Anyway, I think yesterday he hit his nadir of nadirs. Last night the red spots of crazy-low platelets appeared all over his legs. He had fever all day yesterday. We've learned that the fever at nadir can mean the marrow is working overtime to produce new cells. The red spots are gone today and his fever has subsided slightly. He says he feels slightly better today, so I think he's turning the corner on this last chemo. Hallelujah!

He has an appointment in the morning. If his platelets aren't up significantly I'm sure he'll get a transfusion. Conlon last Thursday gave Vlad a choice of not getting the transfusion. Which of course Vlad didn't get, given that choice. But I know it's made this weekend worse.

Thursday his WBC was .6, his hemoglobin 9.2 (both increases), but platelets were 4.

I spoke to our ailing friends this week. Terry, who has the broken knees, seemed in good spirits. His next milestone is whether he'll need surgery after his bones heal.

And I talked with Peter, who is making great strides after his stroke. He can walk, use the computer and talk a little bit. He's in speech therapy, and it sounds like he'll come through really well.

The road looks bright for all of us.

Tuesday, August 5, 2008

Neutropenia on acid

Edouard was a polite little rainstorm for us in west Houston. Very pleased he's well on his way out of town, having left us a few inches of much needed rain.

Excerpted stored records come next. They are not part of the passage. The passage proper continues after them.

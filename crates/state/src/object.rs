use crate::Account;
use bitflags::bitflags;
use primitives::{Address, Bytes, HashMap, StorageKey, StorageValue, B256};

/// Contract storage of one account.
pub type Storage = HashMap<StorageKey, StorageValue>;

bitflags! {
    /// Per-transaction flags of a [`StateObject`].
    #[derive(Debug, Clone, Copy, Default, PartialEq, Eq, PartialOrd, Ord, Hash)]
    #[cfg_attr(feature = "serde", derive(serde::Serialize, serde::Deserialize))]
    #[cfg_attr(feature = "serde", serde(transparent))]
    pub struct ObjectStatus: u8 {
        /// Account was destroyed. It stays readable until commit.
        const SelfDestructed = 0b0000_0001;
        /// Account was created by CREATE/CREATE2 in this transaction (EIP-6780).
        const NewContract = 0b0000_0010;
        /// Code was replaced and must be written on commit.
        const DirtyCode = 0b0000_0100;
    }
}

/// In-memory projection of one account for the duration of a transaction.
#[derive(Clone, Debug, Default, PartialEq, Eq)]
#[cfg_attr(feature = "serde", derive(serde::Serialize, serde::Deserialize))]
pub struct StateObject {
    /// Address of the account.
    pub address: Address,
    /// Current account record.
    pub account: Account,
    /// Committed slot values read from the store.
    pub origin_storage: Storage,
    /// Slots written during this transaction. Last write wins.
    pub dirty_storage: Storage,
    /// Account code, present only once loaded or set.
    pub code: Option<Bytes>,
    /// Transaction flags.
    pub status: ObjectStatus,
}

impl StateObject {
    /// Wraps an account record loaded from the store or freshly created.
    pub fn new(address: Address, account: Account) -> Self {
        Self {
            address,
            account,
            ..Default::default()
        }
    }

    /// Returns `true` if the object was self-destructed.
    #[inline]
    pub fn is_self_destructed(&self) -> bool {
        self.status.contains(ObjectStatus::SelfDestructed)
    }

    /// Returns `true` if the object was created by a contract creation in this
    /// transaction.
    #[inline]
    pub fn is_new_contract(&self) -> bool {
        self.status.contains(ObjectStatus::NewContract)
    }

    /// Returns `true` if the code must be written on commit.
    #[inline]
    pub fn is_dirty_code(&self) -> bool {
        self.status.contains(ObjectStatus::DirtyCode)
    }

    /// Returns `true` if the account is empty as defined by EIP-161.
    #[inline]
    pub fn is_empty(&self) -> bool {
        self.account.is_empty()
    }

    /// Code hash of the account.
    #[inline]
    pub fn code_hash(&self) -> B256 {
        self.account.code_hash
    }

    /// Slot value as seen by this transaction, if it is already cached.
    ///
    /// Dirty values shadow committed ones.
    #[inline]
    pub fn cached_state(&self, key: &StorageKey) -> Option<StorageValue> {
        self.dirty_storage
            .get(key)
            .or_else(|| self.origin_storage.get(key))
            .copied()
    }

    /// Dirty slots sorted by key.
    pub fn sorted_dirty_storage(&self) -> Vec<(StorageKey, StorageValue)> {
        let mut slots: Vec<_> = self.dirty_storage.iter().map(|(k, v)| (*k, *v)).collect();
        slots.sort_unstable_by(|a, b| a.0.cmp(&b.0));
        slots
    }
}

#[cfg(test)]
mod tests {
    use super::*;
    use primitives::U256;

    #[test]
    fn dirty_storage_shadows_origin() {
        let mut object = StateObject::new(Address::with_last_byte(1), Account::default());
        let key = B256::with_last_byte(1);
        assert_eq!(object.cached_state(&key), None);

        object.origin_storage.insert(key, B256::with_last_byte(2));
        assert_eq!(object.cached_state(&key), Some(B256::with_last_byte(2)));

        object.dirty_storage.insert(key, B256::with_last_byte(3));
        assert_eq!(object.cached_state(&key), Some(B256::with_last_byte(3)));
    }

    #[test]
    fn status_flags() {
        let mut object = StateObject::new(Address::ZERO, Account::from_balance(U256::from(1)));
        assert!(!object.is_self_destructed());
        object.status.insert(ObjectStatus::SelfDestructed | ObjectStatus::NewContract);
        assert!(object.is_self_destructed());
        assert!(object.is_new_contract());
        assert!(!object.is_dirty_code());
        object.status.remove(ObjectStatus::SelfDestructed);
        assert!(!object.is_self_destructed());
    }

    #[test]
    fn dirty_storage_is_sorted() {
        let mut object = StateObject::default();
        for byte in [9u8, 3, 7] {
            object
                .dirty_storage
                .insert(B256::with_last_byte(byte), B256::with_last_byte(byte));
        }
        let keys: Vec<_> = object
            .sorted_dirty_storage()
            .into_iter()
            .map(|(k, _)| k[31])
            .collect();
        assert_eq!(keys, vec![3, 7, 9]);
    }
}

Vlad is very tired. Conlon retested a couple of numbers today because they were remarkably low: WBC 0.4; hemoglobin 8.3; and platelets 20. He goes back Thursday, if he doesn't develop any bleeding or red spots and has to go back earlier. I'm sure he'll need a platelet transfusion Thursday, if not earlier.

I'm so relieved this storm was nothing, I can't tell you.

Monday, August 4, 2008

Edouard

Vlad is starting to get kind of poopy again. The beginning of the neutropenia. Some mouth sores developing. He's really tired. It's time to stay in the pajamas for about a week. He's got a big appetite and no nausea, which is comforting. But he's congested today. Suddenly again.

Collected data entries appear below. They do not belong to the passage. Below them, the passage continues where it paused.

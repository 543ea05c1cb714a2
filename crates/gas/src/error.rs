/// Gas economy errors.
#[derive(Clone, Debug, PartialEq, Eq, Hash, thiserror::Error)]
pub enum GasError {
    /// Intrinsic gas does not fit in 64 bits.
    #[error("intrinsic gas overflows 64 bits")]
    IntrinsicGasOverflow,
    /// Intrinsic gas exceeds the transaction gas limit.
    #[error("intrinsic gas too low: have {gas_limit}, want {intrinsic_gas}")]
    IntrinsicGasTooLow {
        /// Gas limit of the transaction.
        gas_limit: u64,
        /// Gas the transaction needs before execution.
        intrinsic_gas: u64,
    },
    /// A fee market parameter is out of range.
    #[error("invalid fee market params: {0}")]
    InvalidFeeMarketParams(&'static str),
}
//! Persistent store interface.
//!
//! The ledger view reads through a [`Store`] lazily and writes to it only on commit. How
//! the store batches and commits its own writes is outside this interface: the store's
//! transaction boundary is the authority for atomicity.
#![cfg_attr(not(test), warn(unused_crate_dependencies))]

use core::convert::Infallible;

use auto_impl::auto_impl;
use primitives::{address, Address, Bytes, StorageKey, StorageValue, B256};
use state::Account;

pub mod empty_store;

pub use empty_store::EmptyStore;

/// Address with all `0xff..ff` in it. Used for testing.
pub const FFADDRESS: Address = address!("0xffffffffffffffffffffffffffffffffffffffff");
/// Address with all `0xee..ee` in it. Used for testing.
pub const EEADDRESS: Address = address!("0xeeeeeeeeeeeeeeeeeeeeeeeeeeeeeeeeeeeeeeee");

/// Store error marker is needed to implement From conversion for Error type.
pub trait StoreErrorMarker: core::error::Error + Send + Sync + 'static {}

/// Implement marker for `Infallible`.
impl StoreErrorMarker for Infallible {}

/// Persistent account, code and storage store.
///
/// Reads never fail: a missing record reads as absent or as the zero value. Only the
/// account-level writes report errors, the way a keeper rejects an account it cannot
/// persist.
#[auto_impl(&mut, Box)]
pub trait Store {
    /// The store error type.
    type Error: StoreErrorMarker;

    /// Gets the account record at `address`.
    fn get_account(&self, address: Address) -> Option<Account>;

    /// Gets code by its hash.
    fn get_code(&self, code_hash: B256) -> Option<Bytes>;

    /// Gets a storage slot. Missing slots read as the zero hash.
    fn get_state(&self, address: Address, key: StorageKey) -> StorageValue;

    /// Visits every persisted slot of `address` in ascending key order until `f` returns
    /// `false`.
    fn for_each_storage(
        &self,
        address: Address,
        f: &mut dyn FnMut(StorageKey, StorageValue) -> bool,
    );

    /// Writes the account record.
    fn set_account(&mut self, address: Address, account: Account) -> Result<(), Self::Error>;

    /// Removes the account record together with all of its storage.
    ///
    /// Code is content addressed and may be shared, so it is left in place.
    fn delete_account(&mut self, address: Address) -> Result<(), Self::Error>;

    /// Writes code under its hash.
    fn set_code(&mut self, code_hash: B256, code: Bytes);

    /// Removes code stored under `code_hash`.
    fn delete_code(&mut self, code_hash: B256);

    /// Writes a storage slot.
    fn set_state(&mut self, address: Address, key: StorageKey, value: StorageValue);

    /// Removes a storage slot.
    fn delete_state(&mut self, address: Address, key: StorageKey);
}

He has an appointment with Conlon tomorrow, but Tropical Storm/Hurricane Edouard popped up in the Gulf and is to make landfall near Galveston around lunchtime tomorrow. Edouard is supposed to drop in over Houston a little later on. A visit to Conlon's looks iffy. Everything but newspapers and police departments are shut down tomorrow (exaggeration, I hope). I picked up some extra water and ice tonight and both cars are full of gas. If we lose electricity, I want to move Vlad somewhere cooler. But we'll cross that bridge later.

This is a weird storm. It's moving along the coastline. Came out of nowhere. I'm feeling very uneasy. I think partly because it's so sudden. Usually you have a couple of days to get used to the idea you're going to go through this. Oh well, by all accounts it's a puny thing. But you absolutely never know.

So the water theme continues. Well, we need the rain.